Philosophie antique
A l’issue de ces deux premières parties, une question assez étonnante surgit : non pas « qu’est-ce que le bonheur ? » mais « quand est-ce, le bonheur ? »
Pour les uns, c’est ici, maintenant, tout de suite, de tout cœur, carpe diem ! Pour les autres, c’est là-bas, au loin, nulle part, nulle quand, dans ce monde statufié des Idées éternelles.
Peut-on trouver un moyen de réconcilier la chair et l’esprit, le corps et la pensée ? Faut-il penser que le bonheur ne peut s’imaginer que sous le visage d’une guerre permanente entre le corps et la tête (une copie posait cette question : bonus !) ? Le bonheur est-il de ce monde ? Bien des candidats pensent que non, qui ont cité Larigaudie : « Notre soif de bonheur est telle qu’elle ne peut être rassasiée que dans l’au-delà. »
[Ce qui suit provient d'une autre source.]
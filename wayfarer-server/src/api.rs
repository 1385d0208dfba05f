use axum::{
    extract::{Path, State},
    http::StatusCode,
    response::{IntoResponse, Response},
    Json,
};
use std::sync::Arc;
use tracing::info;
use wayfarer::TaskRequest;

use crate::manager::{TaskManager, TaskView};
use crate::types::{CancelTaskResponse, HealthResponse, SubmitTaskResponse, TaskStatusResponse};

// ============================================================================
// Error Handling
// ============================================================================

pub struct ApiError(StatusCode, String);

impl ApiError {
    fn bad_request(message: impl Into<String>) -> Self {
        ApiError(StatusCode::BAD_REQUEST, message.into())
    }

    fn not_found(message: impl Into<String>) -> Self {
        ApiError(StatusCode::NOT_FOUND, message.into())
    }
}

impl IntoResponse for ApiError {
    fn into_response(self) -> Response {
        (
            self.0,
            Json(serde_json::json!({
                "error": self.1
            })),
        )
            .into_response()
    }
}

// ============================================================================
// Health Check
// ============================================================================

pub async fn health() -> Json<HealthResponse> {
    Json(HealthResponse {
        status: "ok".to_string(),
        version: env!("CARGO_PKG_VERSION").to_string(),
    })
}

// ============================================================================
// Submit Task
// ============================================================================

pub async fn submit_task(
    State(manager): State<Arc<TaskManager>>,
    Json(request): Json<TaskRequest>,
) -> Result<(StatusCode, Json<SubmitTaskResponse>), ApiError> {
    if request.task_description.trim().is_empty() {
        return Err(ApiError::bad_request("taskDescription must not be empty"));
    }
    if request.start_url.trim().is_empty() {
        return Err(ApiError::bad_request("startUrl must not be empty"));
    }

    info!(
        "POST /tasks - app: {}, task: {}",
        request.app_identifier, request.task_description
    );

    let task_id = manager.submit(request).await;

    Ok((
        StatusCode::ACCEPTED,
        Json(SubmitTaskResponse {
            status: "accepted".to_string(),
            task_id,
        }),
    ))
}

// ============================================================================
// Task Status / Report
// ============================================================================

pub async fn get_task(
    State(manager): State<Arc<TaskManager>>,
    Path(task_id): Path<String>,
) -> Result<Json<TaskStatusResponse>, ApiError> {
    match manager.view(&task_id).await {
        None => Err(ApiError::not_found(format!("unknown task {task_id}"))),
        Some(TaskView::Running {
            status,
            steps_completed,
        }) => Ok(Json(TaskStatusResponse {
            task_id,
            status,
            steps_completed,
            report: None,
        })),
        Some(TaskView::Finished(report)) => Ok(Json(TaskStatusResponse {
            task_id,
            status: report.status,
            steps_completed: report.steps_completed,
            report: Some(report),
        })),
    }
}

// ============================================================================
// Cancel Task
// ============================================================================

pub async fn cancel_task(
    State(manager): State<Arc<TaskManager>>,
    Path(task_id): Path<String>,
) -> Result<Json<CancelTaskResponse>, ApiError> {
    match manager.cancel(&task_id).await {
        None => Err(ApiError::not_found(format!("unknown task {task_id}"))),
        Some(true) => Ok(Json(CancelTaskResponse {
            status: "cancelling".to_string(),
            task_id,
        })),
        Some(false) => Ok(Json(CancelTaskResponse {
            status: "finished".to_string(),
            task_id,
        })),
    }
}
use std::collections::HashMap;
use std::sync::Arc;
use tokio::sync::RwLock;
use tokio_util::sync::CancellationToken;
use tracing::info;
use wayfarer::{Engine, TaskReport, TaskRequest, TaskStatus};

enum TaskState {
    Running,
    Done(TaskReport),
}

struct TaskHandle {
    cancel: CancellationToken,
    state: TaskState,
}

/// What a status query sees: either the live store view of a task still in
/// flight, or the finished report.
pub enum TaskView {
    Running {
        status: TaskStatus,
        steps_completed: usize,
    },
    Finished(TaskReport),
}

/// Owns one engine run per submitted task. Submission spawns the run and
/// returns immediately; the report lands in the registry when the run exits.
pub struct TaskManager {
    engine: Arc<Engine>,
    tasks: RwLock<HashMap<String, TaskHandle>>,
}

impl TaskManager {
    pub fn new(engine: Arc<Engine>) -> Self {
        Self {
            engine,
            tasks: RwLock::new(HashMap::new()),
        }
    }

    /// Register and start a task, returning its id.
    pub async fn submit(self: &Arc<Self>, request: TaskRequest) -> String {
        let task_id = uuid::Uuid::new_v4().to_string();
        let cancel = CancellationToken::new();

        self.tasks.write().await.insert(
            task_id.clone(),
            TaskHandle {
                cancel: cancel.clone(),
                state: TaskState::Running,
            },
        );
        info!(task_id = %task_id, "task accepted");

        let manager = self.clone();
        let id = task_id.clone();
        tokio::spawn(async move {
            let report = manager.engine.submit_task(&id, &request, cancel).await;
            info!(task_id = %id, status = %report.status, steps = report.steps_completed, "task finished");
            if let Some(handle) = manager.tasks.write().await.get_mut(&id) {
                handle.state = TaskState::Done(report);
            }
        });

        task_id
    }

    /// Current view of a task, or `None` for an unknown id. While the run is
    /// in flight the status comes from the context store, so a poller sees
    /// step progress without waiting for the exit report.
    pub async fn view(&self, task_id: &str) -> Option<TaskView> {
        {
            let tasks = self.tasks.read().await;
            let handle = tasks.get(task_id)?;
            if let TaskState::Done(report) = &handle.state {
                return Some(TaskView::Finished(report.clone()));
            }
        }

        match self.engine.store().read(task_id).await {
            Ok((context, _version)) => Some(TaskView::Running {
                status: context.status,
                steps_completed: context.step_index,
            }),
            // Registered but not yet in the store; the run is still opening
            // the start page.
            Err(_) => Some(TaskView::Running {
                status: TaskStatus::Running,
                steps_completed: 0,
            }),
        }
    }

    /// Request cooperative cancellation. Returns `None` for an unknown id,
    /// `Some(false)` when the task already finished.
    pub async fn cancel(&self, task_id: &str) -> Option<bool> {
        let tasks = self.tasks.read().await;
        let handle = tasks.get(task_id)?;
        match &handle.state {
            TaskState::Running => {
                info!(task_id = %task_id, "cancellation requested");
                handle.cancel.cancel();
                Some(true)
            }
            TaskState::Done(_) => Some(false),
        }
    }
}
Je regrette beaucoup que ces candidats n’aient pas eu la curiosité d’esprit d’ouvrir l’Ethique à Nicomaque d’Aristote, car ils auraient pu y lire ceci presque dès le début (I, p. de Bekker 1100a l.10-15) : « Irons-nous jusqu’à dire qu’on n’est heureux qu’une fois qu’on est mort ? Ou plutôt n’est-ce pas là une chose complètement absurde […] ? » Et Aristote d’expliquer.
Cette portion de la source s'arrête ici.